PARIS, (Panjimas.com) — Pemerintah Prancis baru-baru ini menyita aset-aset Dinas Intelijen Iran dan dua warga Iran, menyusul terbongkarnya rencana serangan bom terhadap kelompok oposisi Iran yang mengadakan pertemuan di luar Paris pada Juni lalu.
“Sebuah serangan yang dicoba di Villepinte digagalkan pada 30 Juni. Sebuah insiden yang semacam kegawatan di wilayah nasional kami tidak bisa dibiarkan begitu saja,” demikian menurut Kementerian Luar Negeri Prancis, Kementerian Dalam Negeri Prancis, dan Kementerian Perekonomian Prancis dalam pernyataan bersama, Selasa (02/10), dikutip dari Reuters.
Serangan itu menargetkan pertemuan Dewan Perlawanan Nasional Iran (NCRI) yang berpusat di luar kota Paris. Pengacara Presiden Amerika Serikat (AS) Donald Trump Rudy Giuliani dan beberapa mantan Menteri Eropa serta Arab menghadiri pertemuan tersebut.
Rencana serangan bocor ketika seorang diplomat Iran yang terakreditasi di Austria ditangkap di Jerman. Kemudian, dua orang lainnya yang memiliki bahan peledak ditangkap di Belgia. Pada Senin (01/10), Pengadilan Jerman memutuskan diplomat yang ditangkap itu dapat diekstradisi ke Belgia.
Dua aset yang dibekukan tersebut milik dua individu teridentifikasi sebagai Assadollah Asadi dan Saedi Hashemi Moghadam. Satu unit dalam Dinas Intelijen Iran juga dibidik.
Meskipun demikian, Pemerintah Prancis tidak memberikan rincian tentang aset yang terlibat. Mereka hanya menyebut langkah-langkah yang diambil telah ditargetkan dan proporsional.

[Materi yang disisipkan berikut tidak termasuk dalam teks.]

use nalgebra::{Isometry3, Point3, Translation3, UnitQuaternion};

use kinematics::{ARM_COUNT, ChainPoints};

use crate::axes::ReferenceAxes;
use crate::error::FrameError;
use crate::frame::{PIVOT_OFFSET, arm_link_frames, end_effector_frame};

pub const BASE_FRAME: &str = "base_link";
pub const WORLD_FRAME: &str = "world";

// Link numbering on the published model runs opposite to the internal
// arm index: internal arm 0 drives *_arm_4.
const UPPER_LINKS: [&str; ARM_COUNT] = ["upper_arm_4", "upper_arm_3", "upper_arm_2", "upper_arm_1"];
const LOWER_LINKS: [&str; ARM_COUNT] = ["lower_arm_4", "lower_arm_3", "lower_arm_2", "lower_arm_1"];

/// One entry of a [`FrameSet`]: a rigid transform between two named
/// frames. Names are unprefixed; the publisher prepends the sample's
/// frame prefix to both ends.
#[derive(Debug, Clone)]
pub struct NamedFrame {
    pub parent: &'static str,
    pub child: &'static str,
    pub transform: Isometry3<f64>,
}

#[derive(Debug, Clone, Copy, Default)]
pub struct FrameSetOptions {
    /// Also emit an identity world → base transform. Off by default.
    pub publish_world: bool,
}

/// All link transforms derived from one joint sample, in publish order.
/// Rebuilt from scratch on every update; nothing carries over.
#[derive(Debug, Clone)]
pub struct FrameSet {
    frames: Vec<NamedFrame>,
}

impl FrameSet {
    pub fn iter(&self) -> impl Iterator<Item = &NamedFrame> {
        self.frames.iter()
    }

    pub fn len(&self) -> usize {
        self.frames.len()
    }

    pub fn is_empty(&self) -> bool {
        self.frames.is_empty()
    }

    pub fn get(&self, child: &str) -> Option<&NamedFrame> {
        self.frames.iter().find(|frame| frame.child == child)
    }
}

/// Assemble the full frame set for one sample: two link frames per arm,
/// the end-effector frame, the raised secondary base frame, and (when
/// enabled) the world frame.
pub fn build_frame_set(
    arms: &[ChainPoints; ARM_COUNT],
    axes: &ReferenceAxes,
    options: &FrameSetOptions,
) -> Result<FrameSet, FrameError> {
    let mut frames = Vec::with_capacity(2 * ARM_COUNT + 3);

    for (arm, chain) in arms.iter().enumerate() {
        let (upper, lower) = arm_link_frames(chain, axes.get(arm))?;
        frames.push(NamedFrame {
            parent: BASE_FRAME,
            child: UPPER_LINKS[arm],
            transform: upper,
        });
        frames.push(NamedFrame {
            parent: BASE_FRAME,
            child: LOWER_LINKS[arm],
            transform: lower,
        });
    }

    let distal: [Point3<f64>; ARM_COUNT] = std::array::from_fn(|i| arms[i].distal);
    frames.push(NamedFrame {
        parent: BASE_FRAME,
        child: "ee_link",
        transform: end_effector_frame(&distal),
    });

    frames.push(NamedFrame {
        parent: BASE_FRAME,
        child: "base_link2",
        transform: Isometry3::from_parts(
            Translation3::new(0.0, 0.0, PIVOT_OFFSET),
            UnitQuaternion::identity(),
        ),
    });

    if options.publish_world {
        frames.push(NamedFrame {
            parent: WORLD_FRAME,
            child: BASE_FRAME,
            transform: Isometry3::identity(),
        });
    }

    Ok(FrameSet { frames })
}

#[cfg(test)]
mod tests {
    use super::*;
    use kinematics::{MechanicalConfig, ParallelKinematics, QuadArmModel};

    fn sample_arms() -> [ChainPoints; ARM_COUNT] {
        let model = QuadArmModel::new(MechanicalConfig::default());
        model.solve(&[0.4, 0.1, -0.2, 0.6]).unwrap().arms
    }

    #[test]
    fn ten_frames_per_update_by_default() {
        let axes = ReferenceAxes::from_config(&MechanicalConfig::default());
        let set = build_frame_set(&sample_arms(), &axes, &FrameSetOptions::default()).unwrap();
        assert_eq!(set.len(), 10);

        let children: Vec<&str> = set.iter().map(|frame| frame.child).collect();
        assert_eq!(
            children,
            vec![
                "upper_arm_4",
                "lower_arm_4",
                "upper_arm_3",
                "lower_arm_3",
                "upper_arm_2",
                "lower_arm_2",
                "upper_arm_1",
                "lower_arm_1",
                "ee_link",
                "base_link2",
            ]
        );
        assert!(set.iter().all(|frame| frame.parent == BASE_FRAME));
    }

    #[test]
    fn world_frame_is_opt_in() {
        let axes = ReferenceAxes::from_config(&MechanicalConfig::default());
        let options = FrameSetOptions {
            publish_world: true,
        };
        let set = build_frame_set(&sample_arms(), &axes, &options).unwrap();
        assert_eq!(set.len(), 11);

        let world = set.get(BASE_FRAME).unwrap();
        assert_eq!(world.parent, WORLD_FRAME);
        assert_eq!(world.transform, Isometry3::identity());
    }

    #[test]
    fn secondary_base_frame_is_raised() {
        let axes = ReferenceAxes::from_config(&MechanicalConfig::default());
        let set = build_frame_set(&sample_arms(), &axes, &FrameSetOptions::default()).unwrap();
        let base2 = set.get("base_link2").unwrap();
        assert_eq!(base2.transform.translation.vector.z, PIVOT_OFFSET);
        assert_eq!(base2.transform.rotation, UnitQuaternion::identity());
    }

    #[test]
    fn all_link_rotations_share_handedness() {
        let axes = ReferenceAxes::from_config(&MechanicalConfig::default());
        for actuators in [
            [0.0, 0.0, 0.0, 0.0],
            [0.5, -0.3, 0.8, 0.2],
            [-0.9, 1.2, 0.1, -0.4],
        ] {
            let model = QuadArmModel::new(MechanicalConfig::default());
            let arms = model.solve(&actuators).unwrap().arms;
            let set = build_frame_set(&arms, &axes, &FrameSetOptions::default()).unwrap();
            for frame in set.iter() {
                let det = frame
                    .transform
                    .rotation
                    .to_rotation_matrix()
                    .matrix()
                    .determinant();
                assert!((det - 1.0).abs() < 1e-9, "{}: det {det}", frame.child);
            }
        }
    }
}
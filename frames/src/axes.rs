use nalgebra::{Rotation3, Unit, Vector3};

use kinematics::{ARM_COUNT, MechanicalConfig};

/// Fixed per-arm reference axes, one unit vector per arm.
///
/// Each axis is the world Z axis carried through the arm's mount
/// rotation (negated pan about Z, negated tilt about X). It fixes the
/// plane that disambiguates the secondary axis when a link frame is
/// built, so it must never be parallel to a reachable link direction.
pub struct ReferenceAxes {
    axes: [Unit<Vector3<f64>>; ARM_COUNT],
}

impl ReferenceAxes {
    pub fn from_config(config: &MechanicalConfig) -> Self {
        let axes = std::array::from_fn(|arm| {
            let mount = &config.mounts[arm];
            let rotation = Rotation3::from_euler_angles(-mount.base_tilt, 0.0, -mount.base_pan);
            Unit::new_normalize(rotation * Vector3::z())
        });
        Self { axes }
    }

    pub fn get(&self, arm: usize) -> &Unit<Vector3<f64>> {
        &self.axes[arm]
    }

    pub fn iter(&self) -> impl Iterator<Item = &Unit<Vector3<f64>>> {
        self.axes.iter()
    }
}

#[cfg(test)]
mod tests {
    use super::*;
    use kinematics::ArmMount;

    #[test]
    fn axes_are_unit_length() {
        let axes = ReferenceAxes::from_config(&MechanicalConfig::default());
        for axis in axes.iter() {
            assert!((axis.norm() - 1.0).abs() < 1e-12);
        }
    }

    #[test]
    fn construction_is_deterministic() {
        let config = MechanicalConfig::default();
        let first = ReferenceAxes::from_config(&config);
        let second = ReferenceAxes::from_config(&config);
        for (a, b) in first.iter().zip(second.iter()) {
            assert_eq!(a.into_inner(), b.into_inner());
        }
    }

    #[test]
    fn zero_mount_angles_give_world_z() {
        let mut config = MechanicalConfig::default();
        config.mounts = [ArmMount {
            base_pan: 0.0,
            base_tilt: 0.0,
        }; ARM_COUNT];
        let axes = ReferenceAxes::from_config(&config);
        for axis in axes.iter() {
            assert!((axis.into_inner() - Vector3::z()).norm() < 1e-12);
        }
    }

    #[test]
    fn tilt_leans_the_axis_by_the_tilt_angle() {
        let mut config = MechanicalConfig::default();
        config.mounts[0] = ArmMount {
            base_pan: 0.7,
            base_tilt: 0.4,
        };
        let axes = ReferenceAxes::from_config(&config);
        let axis = axes.get(0);
        // The pan rotation cannot change the angle to vertical.
        assert!((axis.z - 0.4f64.cos()).abs() < 1e-12);
    }
}
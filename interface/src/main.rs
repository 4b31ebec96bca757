mod communication;

use communication::{CommunicationLayer, JointSample};
use frames::{FrameSetOptions, ReferenceAxes, frames_for_sample};
use kinematics::{ARM_COUNT, MechanicalConfig, QuadArmModel};
use tokio::sync::mpsc;

#[tokio::main]
async fn main() -> Result<(), Box<dyn std::error::Error>> {
    env_logger::init();

    println!("Initializing parallel robot state publisher...");

    let config = MechanicalConfig::default();
    let axes = ReferenceAxes::from_config(&config);
    let model = QuadArmModel::new(config);
    let options = FrameSetOptions::default();

    let comms = CommunicationLayer::new().await?;

    let (tx, mut rx) = mpsc::unbounded_channel::<JointSample>();
    comms
        .subscribe_joint_state(move |sample| {
            let _ = tx.send(sample);
        })
        .await?;

    while let Some(sample) = rx.recv().await {
        if sample.joints.len() < ARM_COUNT {
            log::warn!(
                "sample has {} joint positions, expected {ARM_COUNT}",
                sample.joints.len()
            );
            continue;
        }
        let actuators: [f64; ARM_COUNT] = std::array::from_fn(|i| sample.joints[i].angle);

        match frames_for_sample(&model, &actuators, &axes, &options) {
            Ok(Some(set)) => {
                for frame in set.iter() {
                    comms
                        .publish_transform(frame, &sample.stamp, &sample.frame_prefix)
                        .await?;
                }
            }
            // Solver failure: warning already logged, wait for the next sample.
            Ok(None) => {}
            Err(err) => {
                log::error!("frame construction failed: {err}");
                return Err(err.into());
            }
        }
    }

    Ok(())
}
use std::process::Command;

/// Prefer the environment variable (set by release builds), fall back to
/// running `program`, and finally to "unknown".
fn env_or_command(var: &str, program: &str, args: &[&str]) -> String {
    println!("cargo:rerun-if-env-changed={}", var);
    std::env::var(var).unwrap_or_else(|_| {
        Command::new(program)
            .args(args)
            .output()
            .ok()
            .filter(|output| output.status.success())
            .map(|output| String::from_utf8_lossy(&output.stdout).trim().to_string())
            .unwrap_or_else(|| "unknown".to_string())
    })
}

fn main() {
    let git_sha = env_or_command("GIT_SHA", "git", &["rev-parse", "--short", "HEAD"]);
    println!("cargo:rustc-env=GIT_SHA={}", git_sha);

    let build_date = env_or_command("BUILD_DATE", "date", &["+%Y-%m-%d"]);
    println!("cargo:rustc-env=BUILD_DATE={}", build_date);
}
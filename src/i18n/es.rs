//! Spanish fiscal identifiers: CIF, NIF (DNI), NIE and the DOI umbrella.

use crate::error::{ensure, Validated, ValidationError};

const NIF_TABLE: &[u8; 23] = b"TRWAGMYFPDXBNJZSQVHLCKE";
const CIF_TABLE: &[u8; 10] = b"JABCDEFGHI";

/// Shared NIF/NIE check: the first character may stand for a digit, the
/// ninth is `NIF_TABLE[number % 23]`.
fn nif_nie_checksum(value: &str, letter_digit: fn(char) -> Option<char>) -> bool {
    let value = value.to_uppercase();
    let chars: Vec<char> = value.chars().collect();
    if chars.len() != 9 {
        return false;
    }

    let first = letter_digit(chars[0]).unwrap_or(chars[0]);
    let numbers: String = std::iter::once(first)
        .chain(chars[1..8].iter().copied())
        .collect();
    if !numbers.bytes().all(|b| b.is_ascii_digit()) {
        return false;
    }

    match numbers.parse::<usize>() {
        Ok(n) => chars[8] == char::from(NIF_TABLE[n % 23]),
        Err(_) => false,
    }
}

fn cif_checksum(value: &str) -> bool {
    let value = value.to_uppercase();
    let chars: Vec<char> = value.chars().collect();
    if chars.len() != 9 {
        return false;
    }

    let (first, body, control) = (chars[0], &chars[1..8], chars[8]);
    let mut sum = 0;
    for (idx, c) in body.iter().enumerate() {
        let Some(d) = c.to_digit(10) else {
            return false;
        };
        sum += if idx % 2 == 0 {
            let doubled = d * 2;
            doubled / 10 + doubled % 10
        } else {
            d
        };
    }
    let res = (10 - sum % 10) % 10;
    let digit = char::from_digit(res, 10).unwrap_or('0');
    let letter = char::from(CIF_TABLE[res as usize]);

    match first {
        'A' | 'B' | 'E' | 'H' => control == digit,
        'P' | 'S' | 'Q' | 'W' => control == letter,
        'C' | 'D' | 'F' | 'G' | 'J' | 'N' | 'R' | 'U' | 'V' => {
            control == digit || control == letter
        }
        _ => false,
    }
}

/// Company tax code (CIF).
///
/// ```
/// use validators::es_cif;
///
/// assert!(es_cif("B25162520").is_ok());
/// assert!(es_cif("B25162529").is_err());
/// ```
pub fn es_cif(value: &str) -> Validated {
    ensure(cif_checksum(value), || {
        ValidationError::new("es_cif").arg("value", value)
    })
}

/// Personal tax code (NIF/DNI); `K`, `L` and `M` prefixes count as `0`.
///
/// ```
/// use validators::es_nif;
///
/// assert!(es_nif("26643189N").is_ok());
/// assert!(es_nif("26643189X").is_err());
/// ```
pub fn es_nif(value: &str) -> Validated {
    let ok = nif_nie_checksum(value, |c| matches!(c, 'K' | 'L' | 'M').then_some('0'));
    ensure(ok, || ValidationError::new("es_nif").arg("value", value))
}

/// Foreigner identity number (NIE): `X`, `Y` or `Z` followed by the NIF form.
///
/// ```
/// use validators::es_nie;
///
/// assert!(es_nie("X0095892M").is_ok());
/// assert!(es_nie("X0095892X").is_err());
/// ```
pub fn es_nie(value: &str) -> Validated {
    let ok = value.starts_with(['X', 'Y', 'Z'])
        && nif_nie_checksum(value, |c| match c {
            'X' => Some('0'),
            'Y' => Some('1'),
            'Z' => Some('2'),
            _ => None,
        });
    ensure(ok, || ValidationError::new("es_nie").arg("value", value))
}

/// Any Spanish DOI: NIE, NIF or CIF.
pub fn es_doi(value: &str) -> Validated {
    ensure(
        es_nie(value).is_ok() || es_nif(value).is_ok() || es_cif(value).is_ok(),
        || ValidationError::new("es_doi").arg("value", value),
    )
}
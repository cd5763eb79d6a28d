//! # Validators - string format validation
//!
//! Stateless validators for everyday string formats: network names and
//! addresses, URLs and emails, hashes and encodings, financial and national
//! identifiers, cryptocurrency addresses and cron expressions.
//!
//! Every validator is a plain function returning [`Validated`]: `Ok(())` when
//! the value passes, or a [`ValidationError`] naming the validator, the
//! arguments it was called with and, for inputs that could not be parsed at
//! all, a reason.
//!
//! ## Modules
//!
//! - [`ip_address`], [`domain`], [`hostname`], [`email`], [`url`], [`uri`] - network formats
//! - [`finance`], [`iban`], [`card`] - securities, bank and card numbers
//! - [`crypto`] - Bitcoin, Ethereum, BSC and Tron addresses
//! - [`i18n`] - Spanish, Indian and Russian identity numbers
//! - [`registry`] - run-time selection of a validator by name
//! - [`config`] - YAML configuration for the `validators` binary
//!
//! ## Example
//!
//! ```
//! use validators::{email, url, UrlOptions};
//!
//! assert!(email("someone@example.com").is_ok());
//!
//! let opts = UrlOptions {
//!     simple_host: true,
//!     ..Default::default()
//! };
//! assert!(validators::url_with("http://localhost:8080", &opts).is_ok());
//!
//! let err = url("http://example.com/\">user@example.com").unwrap_err();
//! assert_eq!(err.func(), "url");
//! ```

pub mod between;
pub mod card;
pub mod config;
pub mod cron;
pub mod crypto;
pub mod domain;
pub mod email;
pub mod encoding;
pub mod error;
pub mod finance;
pub mod hashes;
pub mod hostname;
pub mod i18n;
pub mod iban;
pub mod ip_address;
pub mod length;
pub mod mac_address;
pub mod registry;
pub mod slug;
pub mod tld;
pub mod uri;
pub mod url;
pub mod uuid;

pub use self::between::between;
pub use self::card::{amex, card_number, diners, discover, jcb, mastercard, mir, unionpay, visa};
pub use self::cron::cron;
pub use self::crypto::{bsc_address, btc_address, eth_address, trx_address};
pub use self::domain::{domain, domain_with, DomainOptions};
pub use self::email::{email, email_with, EmailOptions};
pub use self::encoding::{base16, base32, base58, base64};
pub use self::error::{Validated, ValidationError};
pub use self::finance::{cusip, isin, sedol};
pub use self::hashes::{md5, sha1, sha224, sha256, sha384, sha512};
pub use self::hostname::{hostname, hostname_with, HostnameOptions};
pub use self::i18n::{es_cif, es_doi, es_nie, es_nif, ind_aadhar, ind_pan, ru_inn};
pub use self::iban::iban;
pub use self::ip_address::{ipv4, ipv4_with, ipv6, ipv6_with, Ipv4Options, Ipv6Options};
pub use self::length::length;
pub use self::mac_address::mac_address;
pub use self::registry::{CheckOptions, ValidatorKind};
pub use self::slug::slug;
pub use self::uri::uri;
pub use self::url::{url, url_with, UrlOptions};
pub use self::uuid::uuid;
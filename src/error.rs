//! Validation result type shared by every validator.
//!
//! A validator returns `Ok(())` when the value passes and a [`ValidationError`]
//! describing the call when it does not. Inputs that cannot be parsed at all
//! (a cron string with the wrong number of fields, a name that cannot be
//! IDNA-encoded) are reported the same way, with [`ValidationError::reason`]
//! explaining what went wrong.

use serde::Serialize;
use std::fmt;

/// Outcome of a single validation.
pub type Validated = Result<(), ValidationError>;

/// A failed validation: which validator ran, with what arguments, and why.
#[derive(Debug, Clone, PartialEq, Eq, Serialize)]
pub struct ValidationError {
    func: &'static str,
    args: Vec<(&'static str, String)>,
    #[serde(skip_serializing_if = "Option::is_none")]
    reason: Option<String>,
}

impl ValidationError {
    pub fn new(func: &'static str) -> Self {
        Self {
            func,
            args: Vec::new(),
            reason: None,
        }
    }

    /// Record an argument the validator was called with.
    pub fn arg(mut self, name: &'static str, value: impl fmt::Display) -> Self {
        self.args.push((name, value.to_string()));
        self
    }

    /// Attach a human readable reason (used for unparseable input).
    pub fn with_reason(mut self, reason: impl Into<String>) -> Self {
        self.reason = Some(reason.into());
        self
    }

    /// Name of the validator that rejected the value.
    pub fn func(&self) -> &'static str {
        self.func
    }

    /// Arguments the validator was called with, in call order.
    pub fn args(&self) -> &[(&'static str, String)] {
        &self.args
    }

    /// Value of a named argument, if it was recorded.
    pub fn get(&self, name: &str) -> Option<&str> {
        self.args
            .iter()
            .find(|(arg, _)| *arg == name)
            .map(|(_, value)| value.as_str())
    }

    pub fn reason(&self) -> Option<&str> {
        self.reason.as_deref()
    }
}

impl fmt::Display for ValidationError {
    fn fmt(&self, f: &mut fmt::Formatter<'_>) -> fmt::Result {
        write!(f, "ValidationError(func={}, args={{", self.func)?;
        for (idx, (name, value)) in self.args.iter().enumerate() {
            if idx > 0 {
                write!(f, ", ")?;
            }
            write!(f, "'{}': '{}'", name, value)?;
        }
        write!(f, "}}")?;
        if let Some(reason) = &self.reason {
            write!(f, ", reason='{}'", reason)?;
        }
        write!(f, ")")
    }
}

impl std::error::Error for ValidationError {}

/// Turn a boolean check into a [`Validated`] result.
///
/// The error is built lazily so passing values never allocate.
pub(crate) fn ensure(ok: bool, err: impl FnOnce() -> ValidationError) -> Validated {
    if ok {
        Ok(())
    } else {
        Err(err())
    }
}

Pembekuan aset telah membuat hubungan diplomatik antara Teheran dan Paris memanas. Hal ini berdampak lebih luas lagi bagi Iran. Prancis telah menjadi salah satu pendukung kuat kesepakatan nuklir Iran, bahkan setelah AS memutuskan hengkang dari kesepakatan tersebut.
Sementara itu, Pemerintah Iran kini sedang mencari dukungan Eropa guna menyelamatkan kesepakatan nuklir pasca mundurnya AS. Dukungan Eropa dibutuhkan agar Iran tetap mampu menjalin transaksi ataupun kerja sama ekonomi di bawah bayang-bayang sanksi AS.[IZ]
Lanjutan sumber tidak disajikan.